C'est un beau roman

Une chanson douce : déconseillé aux futurs et jeunes parents

Une personnalité désaxée ne se cache pas derrière chaque nounou mais après la lecture de Chanson Douce, impossible de ne pas se demander qui est celle (derrière la surface) à qui vous confiez un jour ce qui vous est le plus cher. Je ne sais pas comment j’aurais « reçu » ce livre avant d’avoir des enfants ou à l’époque où je cherchais un mode de garde (j’ai eu la chance d’avoir une place en crèche pour mon fils mais pas pour ma fille dont la première nounou était pour le moins « spéciale » mais c’est un autre sujet).

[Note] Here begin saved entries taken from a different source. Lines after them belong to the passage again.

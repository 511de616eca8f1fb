//! Resend coordinators.
//!
//! After a reconnect, three independent loops replay the last-known state
//! for every active key: render instructions, page layouts, and loading
//! states. Replays are idempotent on the service side because they are
//! keyed by transaction/page id and carry the latest snapshot.
//!
//! Each coordinator walks a working set drawn from its pending table:
//! a successful replay removes the key from the working set only; an
//! unrecoverable reply (`CANCELED`, `TRANSACTION_CLOSED`, or a server
//! error) also evicts the entry from the pending table itself, so the
//! surviving table keys stay a subset of those present before the
//! disconnect.

use std::collections::HashMap;
use std::sync::Arc;

use crate::error::IoErrorKind;
use crate::rpc::methods::{
    SendIoCall, SendIoCallInputs, SendLoadingCall, SendLoadingCallInputs, SendPage,
    SendPageInputs,
};

use super::HostInner;

/// Replay everything after a reconnect.
pub(crate) async fn resend_all(inner: &Arc<HostInner>) {
    tokio::join!(
        resend_pending_io_calls(inner, None),
        resend_pending_page_layouts(inner, None),
        resend_transaction_loading_states(inner, None),
    );
}

/// Replay the last render instruction for each live transaction.
pub(crate) async fn resend_pending_io_calls(inner: &Arc<HostInner>, keys: Option<&[String]>) {
    let working: HashMap<String, SendIoCallInputs> = snapshot(
        &inner.pending_io_calls.lock().expect("pending_io_calls lock poisoned"),
        keys,
    );

    for (transaction_id, inputs) in working {
        match inner.call_with_retries::<SendIoCall>(inputs).await {
            Ok(result) => {
                if result.is_unrecoverable() {
                    log::debug!(
                        "[Host] Dropping pending render for closed transaction {transaction_id}"
                    );
                    inner.close_transaction(&transaction_id, IoErrorKind::TransactionClosed);
                }
            }
            Err(e) => {
                log::warn!("[Host] Render replay failed for {transaction_id}: {e}");
            }
        }
    }
}

/// Replay the last layout for each open page session.
pub(crate) async fn resend_pending_page_layouts(inner: &Arc<HostInner>, keys: Option<&[String]>) {
    let working: HashMap<String, SendPageInputs> = snapshot(
        &inner
            .pending_page_layouts
            .lock()
            .expect("pending_page_layouts lock poisoned"),
        keys,
    );

    for (page_key, inputs) in working {
        match inner.call_with_retries::<SendPage>(inputs).await {
            Ok(result) => {
                if result.is_unrecoverable() {
                    log::debug!("[Host] Dropping pending layout for closed page {page_key}");
                    inner.close_page(&page_key);
                }
            }
            Err(e) => {
                log::warn!("[Host] Layout replay failed for {page_key}: {e}");
            }
        }
    }
}

/// Replay the last loading state for each live transaction.
pub(crate) async fn resend_transaction_loading_states(
    inner: &Arc<HostInner>,
    keys: Option<&[String]>,
) {
    let working: Vec<(String, SendLoadingCallInputs)> = {
        let states = inner
            .loading_states
            .lock()
            .expect("loading_states lock poisoned");
        states
            .iter()
            .filter(|(key, _)| keys.map_or(true, |keys| keys.contains(key)))
            .map(|(key, snapshot)| {
                (
                    key.clone(),
                    SendLoadingCallInputs {
                        transaction_id: key.clone(),
                        title: snapshot.title.clone(),
                        description: snapshot.description.clone(),
                        items_in_queue: snapshot.items_in_queue,
                        items_completed: snapshot.items_completed,
                    },
                )
            })
            .collect()
    };

    for (transaction_id, inputs) in working {
        match inner.call_with_retries::<SendLoadingCall>(inputs).await {
            Ok(result) => {
                if result.is_unrecoverable() {
                    inner
                        .loading_states
                        .lock()
                        .expect("loading_states lock poisoned")
                        .remove(&transaction_id);
                }
            }
            Err(e) => {
                log::warn!("[Host] Loading replay failed for {transaction_id}: {e}");
            }
        }
    }
}

fn snapshot<V: Clone>(table: &HashMap<String, V>, keys: Option<&[String]>) -> HashMap<String, V> {
    table
        .iter()
        .filter(|(key, _)| keys.map_or(true, |keys| keys.contains(key)))
        .map(|(key, value)| (key.clone(), value.clone()))
        .collect()
}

Est ce parce qu’on connait dès le début du livre le dénouement atroce et tragique de l’histoire, qu’on retient son souffle pendant toute la lecture ? En construisant ainsi son récit, Leïla Slimani place son lecteur dans la position non pas des parents qui organisent leur vie essentiellement autour du travail et qui sont prêts à se laisser quasiment totalement guidés par une personne dont ils ne savent par ailleurs pas grand chose mais dans celle d’un observateur extérieur qui guette les moindres signes de folie, de violence de Louise, la nounou.

La force d’une Chanson Douce est d’insuffler un suspense et un malaise croissants sans jamais jouer les coups de théâtre, les passages démonstratifs mais au contraire en gardant un regard quasi clinique. Leïla Slimani, au fil des pages, sème des tout petits cailloux qu’on aimerait ramasser et brandir aux yeux des parents.

Ces parents sont-ils aveugles parce qu’ils trouvent un confort qui les arrange dans une vie si ordonnée et rangée depuis que Louise en fait partie ? ou parce que les signaux sont si tenus que les doutes s’évaporent aussi vite qu’ils sont arrivés ?

Logiquement c’est le personnage de Louise qu’on devrait trouver le plus antipathique, pourtant la condescendance des parents vis à vis de cette femme marque tout autant.

Louise se précipite dans la cuisine et elle est accueillie par des bravos en entrant dans le salon, son plat à la main. « Elle rougit », s’amuse  Paul, d’une voix trop aiguë.  Pendant quelques minutes, Louise est au centre de l’attention. « Comment a t elle fait cette sauce ?  » « Quelle bonne idée le gingembre ! ». Les invités vantent ses prouesses et Paul se met à parler d’elle -« notre nounou »-comme on parle des enfants et des vieillards, en leur présence.

Ces parents sont si autocentrés sur leurs petits problèmes qu’ils ne se demandent jamais pourquoi Louise reprise tout, ne jette pas le moindre déchet, ils ne se demandent pas comment elle s’en sort financièrement et sont même étonnés un matin où elle est absente d’apprendre qu’elle est tout simplement malade.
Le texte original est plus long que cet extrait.